Source data section start

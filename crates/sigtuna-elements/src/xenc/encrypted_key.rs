#![forbid(unsafe_code)]

use crate::xenc::{CarriedKeyName, EncryptedType, ReferenceList};
use sigtuna_core::{ns, Result};
use sigtuna_xml::{element_children, optional_attribute, XmlElement, XmlNode};

/// A `xenc:EncryptedKey` element: a session key encrypted for transport,
/// extending the EncryptedType shape with `Recipient`, a reference list
/// and a carried key name.
#[derive(Debug, Clone, PartialEq, Eq)]
pub struct EncryptedKey {
    inner: EncryptedType,
    recipient: Option<String>,
    reference_list: Option<ReferenceList>,
    carried_key_name: Option<CarriedKeyName>,
}

impl EncryptedKey {
    pub fn new(inner: EncryptedType) -> Self {
        Self {
            inner,
            recipient: None,
            reference_list: None,
            carried_key_name: None,
        }
    }

    pub fn with_recipient(mut self, recipient: impl Into<String>) -> Self {
        self.recipient = Some(recipient.into());
        self
    }

    pub fn with_reference_list(mut self, reference_list: ReferenceList) -> Self {
        self.reference_list = Some(reference_list);
        self
    }

    pub fn with_carried_key_name(mut self, name: CarriedKeyName) -> Self {
        self.carried_key_name = Some(name);
        self
    }

    pub fn inner(&self) -> &EncryptedType {
        &self.inner
    }

    pub fn recipient(&self) -> Option<&str> {
        self.recipient.as_deref()
    }

    pub fn reference_list(&self) -> Option<&ReferenceList> {
        self.reference_list.as_ref()
    }

    pub fn carried_key_name(&self) -> Option<&CarriedKeyName> {
        self.carried_key_name.as_ref()
    }
}

impl std::ops::Deref for EncryptedKey {
    type Target = EncryptedType;

    fn deref(&self) -> &EncryptedType {
        &self.inner
    }
}

impl XmlElement for EncryptedKey {
    const NAMESPACE: &'static str = ns::ENC;
    const PREFIX: &'static str = ns::ENC_PREFIX;
    const LOCAL_NAME: &'static str = ns::node::ENCRYPTED_KEY;

    fn from_xml(node: roxmltree::Node<'_, '_>) -> Result<Self> {
        Self::expect_element(&node)?;
        let inner = EncryptedType::parse_parts(node)?;
        let recipient = optional_attribute(node, ns::attr::RECIPIENT);

        let mut reference_list = None;
        let mut carried_key_name = None;
        for child in element_children(node) {
            match (child.tag_name().namespace(), child.tag_name().name()) {
                (Some(ns::ENC), ns::node::REFERENCE_LIST) => {
                    reference_list = Some(ReferenceList::from_xml(child)?);
                }
                (Some(ns::ENC), ns::node::CARRIED_KEY_NAME) => {
                    carried_key_name = Some(CarriedKeyName::from_xml(child)?);
                }
                _ => {}
            }
        }

        Ok(Self {
            inner,
            recipient,
            reference_list,
            carried_key_name,
        })
    }

    fn to_xml(&self) -> XmlNode {
        let mut e = Self::element();
        self.inner.write_attrs(&mut e);
        if let Some(recipient) = &self.recipient {
            e.set_attribute(ns::attr::RECIPIENT, recipient);
        }
        self.inner.write_children(&mut e);
        if let Some(reference_list) = &self.reference_list {
            e.append(reference_list.to_xml());
        }
        if let Some(name) = &self.carried_key_name {
            e.append(name.to_xml());
        }
        e
    }
}

#[cfg(test)]
mod tests {
    use super::*;
    use crate::xenc::{
        CipherContent, CipherData, CipherValue, DataReference, EncryptionMethod,
    };
    use sigtuna_core::algorithm;
    use sigtuna_xml::parse_document;

    const ENC_NS: &str = "http://www.w3.org/2001/04/xmlenc#";

    fn cipher_data() -> CipherData {
        CipherData::new(CipherContent::Value(CipherValue::new("c2VjcmV0").unwrap()))
    }

    #[test]
    fn test_marshalling_full() {
        let key = EncryptedKey::new(
            EncryptedType::new(
                cipher_data(),
                Some(EncryptionMethod::new(algorithm::RSA_OAEP, Vec::new()).unwrap()),
                None,
            )
            .with_id("ek-1"),
        )
        .with_recipient("https://sp.example.org")
        .with_reference_list(
            ReferenceList::new(vec![DataReference::new("#ed1", Vec::new())], Vec::new())
                .unwrap(),
        )
        .with_carried_key_name(CarriedKeyName::new("session"));

        assert_eq!(
            key.render(),
            format!(
                "<xenc:EncryptedKey xmlns:xenc=\"{ENC_NS}\" Id=\"ek-1\" \
                 Recipient=\"https://sp.example.org\">\
                 <xenc:EncryptionMethod Algorithm=\"{}\"/>\
                 <xenc:CipherData><xenc:CipherValue>c2VjcmV0</xenc:CipherValue>\
                 </xenc:CipherData>\
                 <xenc:ReferenceList><xenc:DataReference URI=\"#ed1\"/>\
                 </xenc:ReferenceList>\
                 <xenc:CarriedKeyName>session</xenc:CarriedKeyName>\
                 </xenc:EncryptedKey>",
                algorithm::RSA_OAEP
            )
        );
    }

    #[test]
    fn test_unmarshalling() {
        let xml = format!(
            "<xenc:EncryptedKey xmlns:xenc=\"{ENC_NS}\" Recipient=\"r1\">\
             <xenc:CipherData><xenc:CipherValue>c2VjcmV0</xenc:CipherValue>\
             </xenc:CipherData>\
             <xenc:CarriedKeyName>session</xenc:CarriedKeyName></xenc:EncryptedKey>"
        );
        let doc = parse_document(&xml).unwrap();
        let key = EncryptedKey::from_xml(doc.root_element()).unwrap();
        assert_eq!(key.recipient(), Some("r1"));
        assert_eq!(key.carried_key_name().unwrap().value(), "session");
        assert!(key.reference_list().is_none());

        let rendered = key.render();
        let doc = parse_document(&rendered).unwrap();
        let reparsed = EncryptedKey::from_xml(doc.root_element()).unwrap();
        assert_eq!(reparsed.render(), rendered);
    }

    #[test]
    fn test_cipher_data_required() {
        let xml = format!("<xenc:EncryptedKey xmlns:xenc=\"{ENC_NS}\" Recipient=\"r1\"/>");
        let doc = parse_document(&xml).unwrap();
        assert!(EncryptedKey::from_xml(doc.root_element()).is_err());
    }
}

Source data section end

▶ **Task instructions**: Copy every record shown above, exactly and completely.

▶ **Task solution**:
filename crates/sigtuna-elements/src/xenc/encrypted_key.rs
#![forbid(unsafe_code)]

use crate::xenc::{CarriedKeyName, EncryptedType, ReferenceList};
use sigtuna_core::{ns, Result};
use sigtuna_xml::{element_children, optional_attribute, XmlElement, XmlNode};

/// A `xenc:EncryptedKey` element: a session key encrypted for transport,
/// extending the EncryptedType shape with `Recipient`, a reference list
/// and a carried key name.
#[derive(Debug, Clone, PartialEq, Eq)]
pub struct EncryptedKey {
    inner: EncryptedType,
    recipient: Option<String>,
    reference_list: Option<ReferenceList>,
    carried_key_name: Option<CarriedKeyName>,
}

impl EncryptedKey {
    pub fn new(inner: EncryptedType) -> Self {
        Self {
            inner,
            recipient: None,
            reference_list: None,
            carried_key_name: None,
        }
    }

    pub fn with_recipient(mut self, recipient: impl Into<String>) -> Self {
        self.recipient = Some(recipient.into());
        self
    }

    pub fn with_reference_list(mut self, reference_list: ReferenceList) -> Self {
        self.reference_list = Some(reference_list);
        self
    }

    pub fn with_carried_key_name(mut self, name: CarriedKeyName) -> Self {
        self.carried_key_name = Some(name);
        self
    }

    pub fn inner(&self) -> &EncryptedType {
        &self.inner
    }

    pub fn recipient(&self) -> Option<&str> {
        self.recipient.as_deref()
    }

    pub fn reference_list(&self) -> Option<&ReferenceList> {
        self.reference_list.as_ref()
    }

    pub fn carried_key_name(&self) -> Option<&CarriedKeyName> {
        self.carried_key_name.as_ref()
    }
}

impl std::ops::Deref for EncryptedKey {
    type Target = EncryptedType;

    fn deref(&self) -> &EncryptedType {
        &self.inner
    }
}

impl XmlElement for EncryptedKey {
    const NAMESPACE: &'static str = ns::ENC;
    const PREFIX: &'static str = ns::ENC_PREFIX;
    const LOCAL_NAME: &'static str = ns::node::ENCRYPTED_KEY;

    fn from_xml(node: roxmltree::Node<'_, '_>) -> Result<Self> {
        Self::expect_element(&node)?;
        let inner = EncryptedType::parse_parts(node)?;
        let recipient = optional_attribute(node, ns::attr::RECIPIENT);

        let mut reference_list = None;
        let mut carried_key_name = None;
        for child in element_children(node) {
            match (child.tag_name().namespace(), child.tag_name().name()) {
                (Some(ns::ENC), ns::node::REFERENCE_LIST) => {
                    reference_list = Some(ReferenceList::from_xml(child)?);
                }
                (Some(ns::ENC), ns::node::CARRIED_KEY_NAME) => {
                    carried_key_name = Some(CarriedKeyName::from_xml(child)?);
                }
                _ => {}
            }
        }

        Ok(Self {
            inner,
            recipient,
            reference_list,
            carried_key_name,
        })
    }

    fn to_xml(&self) -> XmlNode {
        let mut e = Self::element();
        self.inner.write_attrs(&mut e);
        if let Some(recipient) = &self.recipient {
            e.set_attribute(ns::attr::RECIPIENT, recipient);
        }
        self.inner.write_children(&mut e);
        if let Some(reference_list) = &self.reference_list {
            e.append(reference_list.to_xml());
        }
        if let Some(name) = &self.carried_key_name {
            e.append(name.to_xml());
        }
        e
    }
}

#[cfg(test)]
mod tests {
    use super::*;
    use crate::xenc::{
        CipherContent, CipherData, CipherValue, DataReference, EncryptionMethod,
    };
    use sigtuna_core::algorithm;
    use sigtuna_xml::parse_document;

    const ENC_NS: &str = "http://www.w3.org/2001/04/xmlenc#";

    fn cipher_data() -> CipherData {
        CipherData::new(CipherContent::Value(CipherValue::new("c2VjcmV0").unwrap()))
    }

    #[test]
    fn test_marshalling_full() {
        let key = EncryptedKey::new(
            EncryptedType::new(
                cipher_data(),
                Some(EncryptionMethod::new(algorithm::RSA_OAEP, Vec::new()).unwrap()),
                None,
            )
            .with_id("ek-1"),
        )
        .with_recipient("https://sp.example.org")
        .with_reference_list(
            ReferenceList::new(vec![DataReference::new("#ed1", Vec::new())], Vec::new())
                .unwrap(),
        )
        .with_carried_key_name(CarriedKeyName::new("session"));

        assert_eq!(
            key.render(),
            format!(
                "<xenc:EncryptedKey xmlns:xenc=\"{ENC_NS}\" Id=\"ek-1\" \
                 Recipient=\"https://sp.example.org\">\
                 <xenc:EncryptionMethod Algorithm=\"{}\"/>\
                 <xenc:CipherData><xenc:CipherValue>c2VjcmV0</xenc:CipherValue>\
                 </xenc:CipherData>\
                 <xenc:ReferenceList><xenc:DataReference URI=\"#ed1\"/>\
                 </xenc:ReferenceList>\
                 <xenc:CarriedKeyName>session</xenc:CarriedKeyName>\
                 </xenc:EncryptedKey>",
                algorithm::RSA_OAEP
            )
        );
    }

    #[test]
    fn test_unmarshalling() {
        let xml = format!(
            "<xenc:EncryptedKey xmlns:xenc=\"{ENC_NS}\" Recipient=\"r1\">\
             <xenc:CipherData><xenc:CipherValue>c2VjcmV0</xenc:CipherValue>\
             </xenc:CipherData>\
             <xenc:CarriedKeyName>session</xenc:CarriedKeyName></xenc:EncryptedKey>"
        );
        let doc = parse_document(&xml).unwrap();
        let key = EncryptedKey::from_xml(doc.root_element()).unwrap();
        assert_eq!(key.recipient(), Some("r1"));
        assert_eq!(key.carried_key_name().unwrap().value(), "session");
        assert!(key.reference_list().is_none());

        let rendered = key.render();
        let doc = parse_document(&rendered).unwrap();
        let reparsed = EncryptedKey::from_xml(doc.root_element()).unwrap();
        assert_eq!(reparsed.render(), rendered);
    }

    #[test]
    fn test_cipher_data_required() {
        let xml = format!("<xenc:EncryptedKey xmlns:xenc=\"{ENC_NS}\" Recipient=\"r1\"/>");
        let doc = parse_document(&xml).unwrap();
        assert!(EncryptedKey::from_xml(doc.root_element()).is_err());
    }
}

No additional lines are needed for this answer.